== PROVIDED MATERIAL

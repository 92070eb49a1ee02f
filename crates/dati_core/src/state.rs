use std::time::Duration;

use crate::history::sort_newest_first;
use crate::model::{HistoryRecord, ImageInfo, RecognitionResult, StatusMessage};
use crate::view_model::{
    AppViewModel, ControlsView, DialogView, HistoryView, ImageState, ResultView, ScreenshotView,
    ServiceView,
};
use crate::Timestamp;

/// Period of the status/clock refresh timer.
pub const REFRESH_RATE: Duration = Duration::from_millis(2000);
/// Period of the recognize-completion poller.
pub const RECOGNIZE_POLL_RATE: Duration = Duration::from_millis(1000);
/// Delay before re-reading status after a manual capture.
pub const SCREENSHOT_SETTLE_DELAY: Duration = Duration::from_millis(500);

#[derive(Debug, Clone, PartialEq, Eq, Default)]
pub struct Settings {
    /// Give up waiting for a recognition result after this many polls.
    /// `None` waits indefinitely.
    pub recognize_max_polls: Option<u32>,
}

/// View surfaces changed since the last render.
#[derive(Debug, Clone, Copy, PartialEq, Eq, Default)]
pub struct Dirty {
    pub service: bool,
    pub screenshot: bool,
    pub result: bool,
    pub messages: bool,
    pub history: bool,
    pub dialog: bool,
    pub loading: bool,
    pub clock: bool,
}

impl Dirty {
    pub fn all() -> Self {
        Self {
            service: true,
            screenshot: true,
            result: true,
            messages: true,
            history: true,
            dialog: true,
            loading: true,
            clock: true,
        }
    }

    pub fn any(&self) -> bool {
        *self != Self::default()
    }
}

#[derive(Debug, Clone, PartialEq)]
struct Screenshot {
    filename: String,
    path: String,
    image: ImageState,
}

#[derive(Debug, Clone, PartialEq)]
struct RecognizeWait {
    polls: u32,
}

#[derive(Debug, Clone, PartialEq, Default)]
pub struct AppState {
    settings: Settings,
    is_running: bool,
    server_time: Option<String>,
    screenshot: Option<Screenshot>,
    recognize_enabled: bool,
    last_result: Option<RecognitionResult>,
    status_log: Vec<StatusMessage>,
    history: Vec<HistoryRecord>,
    dialog: Option<HistoryRecord>,
    loading: Option<String>,
    clock: Option<String>,
    refresh_active: bool,
    recognize_wait: Option<RecognizeWait>,
    issued_status_seq: u64,
    applied_status_seq: u64,
    dirty: Dirty,
}

impl AppState {
    pub fn new() -> Self {
        Self::default()
    }

    pub fn with_settings(settings: Settings) -> Self {
        Self {
            settings,
            ..Self::default()
        }
    }

    pub fn settings(&self) -> &Settings {
        &self.settings
    }

    pub fn view(&self) -> AppViewModel {
        AppViewModel {
            service: ServiceView::new(self.is_running, self.server_time.clone()),
            controls: self.controls(),
            screenshot: match &self.screenshot {
                Some(shot) => ScreenshotView::Image {
                    path: shot.path.clone(),
                    image: shot.image.clone(),
                },
                None => ScreenshotView::Placeholder,
            },
            result: self
                .last_result
                .as_ref()
                .map(ResultView::from_result)
                .unwrap_or_default(),
            messages: self.status_log.clone(),
            history: HistoryView::from_records(&self.history),
            dialog: self.dialog.as_ref().map(DialogView::from_record),
            loading: self.loading.clone(),
            clock: self.clock.clone(),
        }
    }

    /// Enabled actions. The loading overlay blocks all of them.
    pub fn controls(&self) -> ControlsView {
        let idle = self.loading.is_none();
        ControlsView {
            start: idle && !self.is_running,
            stop: idle && self.is_running,
            screenshot: idle && self.is_running,
            recognize: idle && self.recognize_enabled,
            clear_history: idle,
        }
    }

    pub fn is_running(&self) -> bool {
        self.is_running
    }

    pub fn last_screenshot(&self) -> Option<&str> {
        self.screenshot.as_ref().map(|shot| shot.filename.as_str())
    }

    pub fn last_result(&self) -> Option<&RecognitionResult> {
        self.last_result.as_ref()
    }

    pub fn history(&self) -> &[HistoryRecord] {
        &self.history
    }

    pub fn loading(&self) -> Option<&str> {
        self.loading.as_deref()
    }

    pub fn refresh_active(&self) -> bool {
        self.refresh_active
    }

    pub fn is_waiting_for_recognition(&self) -> bool {
        self.recognize_wait.is_some()
    }

    /// Returns and clears the changed surfaces.
    pub fn take_dirty(&mut self) -> Dirty {
        std::mem::take(&mut self.dirty)
    }

    pub fn consume_dirty(&mut self) -> bool {
        self.take_dirty().any()
    }

    pub(crate) fn set_running(&mut self, running: bool) {
        if self.is_running != running {
            self.is_running = running;
            self.dirty.service = true;
        }
    }

    pub(crate) fn set_server_time(&mut self, time: Option<String>) {
        if self.server_time != time {
            self.server_time = time;
            self.dirty.service = true;
        }
    }

    /// Records a newly reported screenshot. Returns the image path to load, or
    /// `None` when the filename is the one already displayed.
    pub(crate) fn apply_screenshot(&mut self, filename: &str, at: &Timestamp) -> Option<String> {
        if self.last_screenshot() == Some(filename) {
            return None;
        }
        let path = format!("/screenshots/{}?t={}", filename, at.epoch_ms);
        self.screenshot = Some(Screenshot {
            filename: filename.to_string(),
            path: path.clone(),
            image: ImageState::Loading,
        });
        self.recognize_enabled = true;
        self.dirty.screenshot = true;
        Some(path)
    }

    /// Applies an image load outcome. Returns `false` when the path is no
    /// longer the displayed one.
    pub(crate) fn apply_image(&mut self, path: &str, outcome: Result<ImageInfo, String>) -> bool {
        let Some(shot) = self.screenshot.as_mut().filter(|shot| shot.path == path) else {
            return false;
        };
        shot.image = match outcome {
            Ok(info) => ImageState::Loaded(info),
            Err(error) => ImageState::Failed(error),
        };
        self.dirty.screenshot = true;
        true
    }

    /// Replaces the result when it differs structurally. Returns whether it did.
    pub(crate) fn apply_result(&mut self, result: RecognitionResult) -> bool {
        if self.last_result.as_ref() == Some(&result) {
            return false;
        }
        self.last_result = Some(result);
        self.dirty.result = true;
        true
    }

    pub(crate) fn replace_status_messages(&mut self, messages: Vec<StatusMessage>) {
        if self.status_log == messages {
            return;
        }
        self.status_log = messages;
        self.dirty.messages = true;
    }

    pub(crate) fn push_status_line(&mut self, at: &Timestamp, message: impl Into<String>) {
        self.status_log.push(StatusMessage {
            time: at.display.clone(),
            message: message.into(),
        });
        self.dirty.messages = true;
    }

    pub(crate) fn set_history(&mut self, mut records: Vec<HistoryRecord>) {
        sort_newest_first(&mut records);
        self.history = records;
        self.dirty.history = true;
    }

    pub(crate) fn open_dialog(&mut self, record: HistoryRecord) {
        self.dialog = Some(record);
        self.dirty.dialog = true;
    }

    pub(crate) fn dialog_record_id(&self) -> Option<&str> {
        self.dialog.as_ref().map(|record| record.id.as_str())
    }

    pub(crate) fn close_dialog(&mut self) {
        if self.dialog.take().is_some() {
            self.dirty.dialog = true;
        }
    }

    pub(crate) fn show_loading(&mut self, text: impl Into<String>) {
        self.loading = Some(text.into());
        self.dirty.loading = true;
    }

    pub(crate) fn hide_loading(&mut self) {
        if self.loading.take().is_some() {
            self.dirty.loading = true;
        }
    }

    pub(crate) fn set_clock(&mut self, display: String) {
        self.clock = Some(display);
        self.dirty.clock = true;
    }

    /// Marks the refresh timer active. Returns whether it already was.
    pub(crate) fn start_refresh(&mut self) -> bool {
        std::mem::replace(&mut self.refresh_active, true)
    }

    /// Marks the refresh timer stopped. Returns whether it was active.
    pub(crate) fn stop_refresh(&mut self) -> bool {
        std::mem::replace(&mut self.refresh_active, false)
    }

    pub(crate) fn begin_recognize_wait(&mut self) {
        self.recognize_wait = Some(RecognizeWait { polls: 0 });
    }

    /// Counts one poll. Returns `false` once the configured maximum is exceeded.
    pub(crate) fn count_recognize_poll(&mut self) -> bool {
        let Some(wait) = self.recognize_wait.as_mut() else {
            return false;
        };
        wait.polls += 1;
        match self.settings.recognize_max_polls {
            Some(max) => wait.polls <= max,
            None => true,
        }
    }

    /// Any displayed result ends the wait, including one shown before it began.
    pub(crate) fn recognition_arrived(&self) -> bool {
        self.recognize_wait.is_some() && self.last_result.is_some()
    }

    pub(crate) fn end_recognize_wait(&mut self) -> bool {
        self.recognize_wait.take().is_some()
    }

    pub(crate) fn next_status_seq(&mut self) -> u64 {
        self.issued_status_seq += 1;
        self.issued_status_seq
    }

    /// Accepts a status response unless a newer one was already applied.
    pub(crate) fn accept_status_seq(&mut self, seq: u64) -> bool {
        if seq < self.applied_status_seq {
            return false;
        }
        self.applied_status_seq = seq;
        true
    }
}
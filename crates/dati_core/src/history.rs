//! History list ordering and preview helpers.
use std::cmp::Ordering;

use chrono::{DateTime, NaiveDateTime};

use crate::model::HistoryRecord;

/// Preview length of the answer text in the history list, in characters.
pub const PREVIEW_CHARS: usize = 30;

const TIMESTAMP_FORMATS: [&str; 3] = [
    "%Y-%m-%d %H:%M:%S",
    "%Y-%m-%d %H:%M:%S%.f",
    "%Y-%m-%dT%H:%M:%S%.f",
];

/// Parses a record timestamp. The backend writes local wall-clock time; RFC
/// 3339 stamps are accepted too and compared by their UTC instant.
pub fn parse_timestamp(raw: &str) -> Option<NaiveDateTime> {
    let raw = raw.trim();
    TIMESTAMP_FORMATS
        .iter()
        .find_map(|format| NaiveDateTime::parse_from_str(raw, format).ok())
        .or_else(|| {
            DateTime::parse_from_rfc3339(raw)
                .ok()
                .map(|stamp| stamp.naive_utc())
        })
}

/// Sorts most recent first. Records whose timestamp does not parse keep their
/// relative order after all parseable ones.
pub fn sort_newest_first(records: &mut [HistoryRecord]) {
    records.sort_by(|a, b| {
        match (parse_timestamp(&a.timestamp), parse_timestamp(&b.timestamp)) {
            (Some(a), Some(b)) => b.cmp(&a),
            (Some(_), None) => Ordering::Less,
            (None, Some(_)) => Ordering::Greater,
            (None, None) => Ordering::Equal,
        }
    });
}

/// First `limit` characters of `text`, with `...` appended when cut.
pub fn preview(text: &str, limit: usize) -> String {
    match text.char_indices().nth(limit) {
        Some((cut, _)) => format!("{}...", &text[..cut]),
        None => text.to_string(),
    }
}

====

TASK TO COMPLETE: Begin with the first line of the records and reproduce each line as is, ending with the line that holds "pub struct Settings".

ANSWER SPACE:
repository 92070eb49a1ee02f
filename crates/dati_core/src/state.rs
use std::time::Duration;

use crate::history::sort_newest_first;
use crate::model::{HistoryRecord, ImageInfo, RecognitionResult, StatusMessage};
use crate::view_model::{
    AppViewModel, ControlsView, DialogView, HistoryView, ImageState, ResultView, ScreenshotView,
    ServiceView,
};
use crate::Timestamp;

/// Period of the status/clock refresh timer.
pub const REFRESH_RATE: Duration = Duration::from_millis(2000);
/// Period of the recognize-completion poller.
pub const RECOGNIZE_POLL_RATE: Duration = Duration::from_millis(1000);
/// Delay before re-reading status after a manual capture.
pub const SCREENSHOT_SETTLE_DELAY: Duration = Duration::from_millis(500);

#[derive(Debug, Clone, PartialEq, Eq, Default)]
pub struct Settings {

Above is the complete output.